Find every line in the records that holds the string "EvictionPlan". Copy each one.

Saved entries:
<<<<

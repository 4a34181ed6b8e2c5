//! LRU Control Loop - "The Brain"
//!
//! Alternates between a scan-and-evict pass and a fixed sleep until the
//! cancellation token fires.
//!
//! ```text
//!            ┌──────────────┐   pass done (any outcome)  ┌──────────┐
//!   start ──▶│ ScanAndEvict │──────────────────────────▶│ Sleeping │
//!            └──────────────┘◀──────────────────────────└──────────┘
//!                                  interval elapsed          │
//!                                                            ▼ cancelled
//!                                                          exit
//! ```
//!
//! A pass never outlives its own failures: topology errors and zero live
//! nodes skip the pass, node errors skip the node, dispatch errors skip the
//! set.

use std::sync::Arc;
use std::time::{Duration, Instant};

use chrono::{DateTime, Utc};
use serde::Serialize;
use tokio_util::sync::CancellationToken;
use tracing::{error, info, info_span, warn, Instrument};
use uuid::Uuid;

use super::scanner::{ClusterScanner, NodeReport, ScannerConfig};
use super::telemetry::ControllerMetrics;
use crate::domain::events::DomainEvent;
use crate::domain::ports::{
    ClusterTopology, EventPublisher, EvictionExecutor, NodeConnector,
};
use crate::error::{Error, Result};
use crate::evictor::{DispatchReport, DispatcherConfig, EvictionDispatcher, EvictionPlan};
use crate::metrics::{MetricsWatcher, WatcherConfig};
use crate::policy::{WatermarkConfig, WatermarkLimits};

/// Default pause between passes
pub const DEFAULT_INTERVAL: Duration = Duration::from_secs(20 * 60);

// =============================================================================
// Configuration
// =============================================================================

/// Configuration for the control loop and its components
#[derive(Debug, Clone)]
pub struct ControllerConfig {
    /// Sleep between the end of one pass and the start of the next
    pub interval: Duration,

    /// Global targets and replica count
    pub watermark: WatermarkConfig,

    /// Info query settings
    pub watcher: WatcherConfig,

    /// Node fan-out
    pub scanner: ScannerConfig,

    /// Remove-by-age settings
    pub dispatcher: DispatcherConfig,
}

impl Default for ControllerConfig {
    fn default() -> Self {
        Self {
            interval: DEFAULT_INTERVAL,
            watermark: WatermarkConfig::default(),
            watcher: WatcherConfig::default(),
            scanner: ScannerConfig::default(),
            dispatcher: DispatcherConfig::default(),
        }
    }
}

impl ControllerConfig {
    /// Check every component config. Failures are fatal at startup.
    pub fn validate(&self) -> Result<()> {
        if self.interval.is_zero() {
            return Err(Error::Config("interval must be positive".to_string()));
        }
        if self.watcher.namespace != self.dispatcher.namespace {
            return Err(Error::Config(format!(
                "watcher namespace '{}' differs from dispatcher namespace '{}'",
                self.watcher.namespace, self.dispatcher.namespace
            )));
        }
        self.watermark.validate()?;
        self.watcher.validate()?;
        self.scanner.validate()?;
        self.dispatcher.validate()
    }
}

// =============================================================================
// Loop State & Pass Summary
// =============================================================================

/// Control loop state
#[derive(Debug, Clone, Copy, PartialEq, Eq, Serialize)]
pub enum LoopState {
    ScanAndEvict,
    Sleeping,
}

impl std::fmt::Display for LoopState {
    fn fmt(&self, f: &mut std::fmt::Formatter<'_>) -> std::fmt::Result {
        match self {
            LoopState::ScanAndEvict => write!(f, "ScanAndEvict"),
            LoopState::Sleeping => write!(f, "Sleeping"),
        }
    }
}

/// Outcome of one completed pass
#[derive(Debug, Clone, Serialize)]
pub struct PassSummary {
    pub pass_id: Uuid,
    pub started_at: DateTime<Utc>,
    pub nodes_total: usize,
    pub nodes_scanned: usize,
    pub nodes_skipped: usize,
    /// Node/set pairs over the hard limit
    pub sets_over_limit: usize,
    pub limits: WatermarkLimits,
    pub plan: EvictionPlan,
    pub dispatch: DispatchReport,
    pub nodes: Vec<NodeReport>,
    pub duration: Duration,
}

// =============================================================================
// Controller
// =============================================================================

/// Periodic scan-and-evict controller
pub struct LruController {
    config: ControllerConfig,
    topology: Arc<dyn ClusterTopology>,
    scanner: ClusterScanner,
    dispatcher: EvictionDispatcher,
    events: Arc<dyn EventPublisher>,
    metrics: Option<ControllerMetrics>,
}

impl LruController {
    /// Build a controller whose ports are all served by `cluster`.
    pub fn new<C>(config: ControllerConfig, cluster: Arc<C>, events: Arc<dyn EventPublisher>) -> Self
    where
        C: ClusterTopology + NodeConnector + EvictionExecutor + 'static,
    {
        let scanner = ClusterScanner::new(
            config.scanner.clone(),
            MetricsWatcher::new(config.watcher.clone()),
            cluster.clone(),
            events.clone(),
        );
        let dispatcher =
            EvictionDispatcher::new(config.dispatcher.clone(), cluster.clone(), events.clone());

        Self {
            config,
            topology: cluster,
            scanner,
            dispatcher,
            events,
            metrics: None,
        }
    }

    /// Record pass outcomes into `metrics`
    pub fn with_metrics(mut self, metrics: ControllerMetrics) -> Self {
        self.metrics = Some(metrics);
        self
    }

    pub fn config(&self) -> &ControllerConfig {
        &self.config
    }

    /// Run passes until `cancel` fires.
    pub async fn run(&self, cancel: CancellationToken) -> Result<()> {
        info!(
            "Starting LRU controller (interval {:?}, dry-run {})",
            self.config.interval, self.config.dispatcher.dry_run
        );

        let mut state = LoopState::ScanAndEvict;
        loop {
            match state {
                LoopState::ScanAndEvict => {
                    let span = info_span!("pass", state = %state);
                    match self.run_pass(&cancel).instrument(span).await {
                        Ok(_) => {}
                        Err(Error::Cancelled) => break,
                        Err(e) => warn!("Pass ended without eviction: {}", e),
                    }
                    state = LoopState::Sleeping;
                }
                LoopState::Sleeping => {
                    if cancel.is_cancelled() {
                        break;
                    }
                    info!(
                        "Sleep {:.1} min before next size check",
                        self.config.interval.as_secs_f64() / 60.0
                    );
                    tokio::select! {
                        _ = cancel.cancelled() => break,
                        _ = tokio::time::sleep(self.config.interval) => {}
                    }
                    state = LoopState::ScanAndEvict;
                }
            }
        }

        info!("LRU controller stopped");
        Ok(())
    }

    /// Run a single scan-and-evict pass.
    ///
    /// Topology failures and an empty cluster skip the pass and are returned
    /// as errors. `Error::Cancelled` means the scan was interrupted and
    /// nothing was dispatched.
    pub async fn run_pass(&self, cancel: &CancellationToken) -> Result<PassSummary> {
        let pass_id = Uuid::new_v4();
        let started_at = Utc::now();
        let start = Instant::now();

        let nodes = match self.topology.live_nodes().await {
            Ok(nodes) => nodes,
            Err(e) => {
                error!("Cannot list cluster nodes, skipping pass: {}", e);
                return Err(self.skip_pass(pass_id, e).await);
            }
        };

        let limits = match self.config.watermark.limits_for(nodes.len()) {
            Ok(limits) => limits,
            Err(e) => {
                error!("Cannot compute limits for {} node(s), skipping pass: {}", nodes.len(), e);
                return Err(self.skip_pass(pass_id, e).await);
            }
        };

        info!(
            pass_id = %pass_id,
            "Pass over {} node(s): soft limit {}, hard limit {}",
            nodes.len(),
            limits.soft_limit,
            limits.hard_limit
        );
        if let Some(metrics) = &self.metrics {
            metrics.observe_limits(nodes.len(), limits);
        }
        self.publish(DomainEvent::pass_started(
            pass_id,
            nodes.len(),
            limits.soft_limit,
            limits.hard_limit,
        ))
        .await;

        let scan = match self.scanner.scan_pass(pass_id, &nodes, limits, cancel).await {
            Ok(scan) => scan,
            Err(e) => {
                if let Some(metrics) = &self.metrics {
                    metrics.record_cancelled();
                }
                return Err(e);
            }
        };

        let dispatch = self.dispatcher.dispatch(pass_id, &scan.plan).await;

        let summary = PassSummary {
            pass_id,
            started_at,
            nodes_total: nodes.len(),
            nodes_scanned: scan.nodes_scanned(),
            nodes_skipped: scan.nodes_skipped(),
            sets_over_limit: scan.sets_over_limit(),
            limits,
            plan: scan.plan,
            dispatch,
            nodes: scan.reports,
            duration: start.elapsed(),
        };

        info!(
            pass_id = %pass_id,
            "Pass complete: {}/{} node(s) scanned, {} set(s) dispatched, {} failed",
            summary.nodes_scanned,
            summary.nodes_total,
            summary.dispatch.dispatched(),
            summary.dispatch.failed()
        );
        if let Some(metrics) = &self.metrics {
            metrics.record_completed(&summary);
        }
        self.publish(DomainEvent::pass_completed(
            pass_id,
            summary.nodes_scanned,
            summary.nodes_skipped,
            summary.dispatch.dispatched(),
            summary.dispatch.failed(),
            summary.duration,
        ))
        .await;

        Ok(summary)
    }

    async fn skip_pass(&self, pass_id: Uuid, reason: Error) -> Error {
        if let Some(metrics) = &self.metrics {
            metrics.record_skipped();
        }
        self.publish(DomainEvent::pass_skipped(pass_id, reason.to_string()))
            .await;
        reason
    }

    async fn publish(&self, event: DomainEvent) {
        if let Err(e) = self.events.publish(event).await {
            warn!("Failed to publish event: {}", e);
        }
    }
}

impl std::fmt::Debug for LruController {
    fn fmt(&self, f: &mut std::fmt::Formatter<'_>) -> std::fmt::Result {
        f.debug_struct("LruController")
            .field("config", &self.config)
            .field("scanner", &self.scanner)
            .field("dispatcher", &self.dispatcher)
            .finish()
    }
}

>>>>

Task output =>
use crate::evictor::{DispatchReport, DispatcherConfig, EvictionDispatcher, EvictionPlan};
    pub plan: EvictionPlan,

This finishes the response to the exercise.